We think we’re pretty advanced, scientifically and technologically, but Mother Nature can still throw us a hard slider every now and then.

Consider the blizzard that is battering that East Coast this morning.  New York City might get as much as 16 inches of snowfall, Philadelphia is canceling public transit, thousands of flights at the Charlotte and Raleigh airports were canceled, and motorists have been stranded on snow-covered roadways.  (Surprisingly, the storm bypassed those of us in the upper Midwest, which is the normal habitat of appalling winter storms.)

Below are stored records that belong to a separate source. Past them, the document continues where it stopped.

// MCP protocol types (JSON-RPC 2.0)

use serde::{Deserialize, Serialize};
use serde_json::Value;

/// Protocol revisions this server can speak, newest last
pub const SUPPORTED_PROTOCOL_VERSIONS: [&str; 3] = ["2024-11-05", "2025-03-26", "2025-06-18"];

/// JSON-RPC 2.0 request or notification (no `id`)
#[derive(Debug, Clone, Serialize, Deserialize)]
pub struct JsonRpcRequest {
    pub jsonrpc: String,
    #[serde(default, skip_serializing_if = "Option::is_none")]
    pub id: Option<Value>,
    pub method: String,
    #[serde(default, skip_serializing_if = "Option::is_none")]
    pub params: Option<Value>,
}

impl JsonRpcRequest {
    pub fn is_notification(&self) -> bool {
        self.id.is_none()
    }
}

/// JSON-RPC 2.0 response
#[derive(Debug, Clone, Serialize, Deserialize)]
pub struct JsonRpcResponse {
    pub jsonrpc: String,
    pub id: Value,
    #[serde(skip_serializing_if = "Option::is_none")]
    pub result: Option<Value>,
    #[serde(skip_serializing_if = "Option::is_none")]
    pub error: Option<JsonRpcError>,
}

impl JsonRpcResponse {
    pub fn success(id: Value, result: Value) -> Self {
        Self {
            jsonrpc: "2.0".to_string(),
            id,
            result: Some(result),
            error: None,
        }
    }

    pub fn error(id: Value, error: JsonRpcError) -> Self {
        Self {
            jsonrpc: "2.0".to_string(),
            id,
            result: None,
            error: Some(error),
        }
    }
}

/// JSON-RPC 2.0 error object
#[derive(Debug, Clone, Serialize, Deserialize)]
pub struct JsonRpcError {
    pub code: i32,
    pub message: String,
    #[serde(skip_serializing_if = "Option::is_none")]
    pub data: Option<Value>,
}

impl JsonRpcError {
    pub fn parse_error() -> Self {
        Self::new(-32700, "Parse error")
    }

    pub fn invalid_request() -> Self {
        Self::new(-32600, "Invalid Request")
    }

    pub fn method_not_found(method: &str) -> Self {
        Self::new(-32601, format!("Method not found: {}", method))
    }

    pub fn invalid_params(message: impl Into<String>) -> Self {
        Self::new(-32602, message)
    }

    fn new(code: i32, message: impl Into<String>) -> Self {
        Self {
            code,
            message: message.into(),
            data: None,
        }
    }
}

/// Tool behaviour hints advertised to clients
#[derive(Debug, Clone, Default, Serialize, Deserialize)]
#[serde(rename_all = "camelCase")]
pub struct ToolAnnotations {
    #[serde(skip_serializing_if = "Option::is_none")]
    pub read_only_hint: Option<bool>,
    #[serde(skip_serializing_if = "Option::is_none")]
    pub destructive_hint: Option<bool>,
}

/// Tool definition for MCP
#[derive(Debug, Clone, Serialize, Deserialize)]
#[serde(rename_all = "camelCase")]
pub struct ToolSchema {
    pub name: String,
    pub description: String,
    pub input_schema: Value,
    #[serde(skip_serializing_if = "Option::is_none")]
    pub annotations: Option<ToolAnnotations>,
}

/// `tools/list` result
#[derive(Debug, Clone, Serialize, Deserialize)]
pub struct ListToolsResult {
    pub tools: Vec<ToolSchema>,
}

/// `tools/call` params
#[derive(Debug, Clone, Serialize, Deserialize)]
pub struct CallToolParams {
    pub name: String,
    #[serde(default)]
    pub arguments: Value,
}

/// `tools/call` result
#[derive(Debug, Clone, Serialize, Deserialize)]
#[serde(rename_all = "camelCase")]
pub struct CallToolResult {
    pub content: Vec<ToolContent>,
    #[serde(skip_serializing_if = "Option::is_none")]
    pub is_error: Option<bool>,
}

impl CallToolResult {
    pub fn text(text: impl Into<String>) -> Self {
        Self {
            content: vec![ToolContent::Text { text: text.into() }],
            is_error: None,
        }
    }

    pub fn error(text: impl Into<String>) -> Self {
        Self {
            content: vec![ToolContent::Text { text: text.into() }],
            is_error: Some(true),
        }
    }
}

#[derive(Debug, Clone, Serialize, Deserialize)]
#[serde(tag = "type")]
pub enum ToolContent {
    #[serde(rename = "text")]
    Text { text: String },
}

/// `initialize` params (only the fields we use)
#[derive(Debug, Clone, Default, Deserialize)]
#[serde(rename_all = "camelCase")]
pub struct InitializeParams {
    #[serde(default)]
    pub protocol_version: Option<String>,
    #[serde(default)]
    pub client_info: Option<ClientInfo>,
}

#[derive(Debug, Clone, Serialize, Deserialize)]
pub struct ClientInfo {
    pub name: String,
    #[serde(default)]
    pub version: String,
}

/// `initialize` result
#[derive(Debug, Clone, Serialize, Deserialize)]
#[serde(rename_all = "camelCase")]
pub struct InitializeResult {
    pub protocol_version: String,
    pub capabilities: ServerCapabilities,
    pub server_info: ServerInfo,
    #[serde(skip_serializing_if = "Option::is_none")]
    pub instructions: Option<String>,
}

#[derive(Debug, Clone, Serialize, Deserialize)]
pub struct ServerCapabilities {
    pub tools: ToolsCapability,
}

#[derive(Debug, Clone, Serialize, Deserialize)]
#[serde(rename_all = "camelCase")]
pub struct ToolsCapability {
    pub list_changed: bool,
}

#[derive(Debug, Clone, Serialize, Deserialize)]
pub struct ServerInfo {
    pub name: String,
    pub version: String,
}

/// Pick the protocol version to answer `initialize` with
pub fn negotiate_protocol_version(requested: Option<&str>) -> &'static str {
    requested
        .and_then(|r| SUPPORTED_PROTOCOL_VERSIONS.iter().find(|v| **v == r))
        .copied()
        .unwrap_or(SUPPORTED_PROTOCOL_VERSIONS[SUPPORTED_PROTOCOL_VERSIONS.len() - 1])
}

Storm RdpAnd Washington, D.C. — well, let’s just say that the Nation’s Capital freaks out when even a tiny bit of snow is forecast, so a big storm causes runs on stores, gas tank topping, and other over-the-top, panicky behavior.  That’s the way it was 30 years ago when Kish and I lived there, and according to news reports that’s the way it still is today, too.  It doesn’t exactly give you much confidence about how the citizens of D.C. would react in a real crisis.  The frightened, frantic crowd scenes when Godzilla appears above the Tokyo skyline probably would be an accurate depiction.

The storm also reminds us of our interconnectedness.  With some of the nation’s busiest airports affected, good luck traveling by air today.  Airlines are estimating that more than 7,500 flights will be scrubbed, which is like dropping a paralysis bomb into the nation’s transportation grid.  Even if you’re on a flight that is leaving from an unaffected city, you might learn that the earlier leg of the flight was coming in from, say, Philadelphia.  And trying to get anywhere by roadway if you’re in the snow-battered regions is foolhardy unless the trip is essential.  If there’s one thing I learned living in D.C., when the snow does fall in Washington it’s wise to not get into your car, because people who live in places where snow is rare just don’t know how to drive in it.  Why expose yourself to the possibility that the person trying to navigate a multi-ton missile on icy, snow-covered roadways doesn’t know what the hell he’s doing?

From the news stories, it looks like Mother Nature won this round.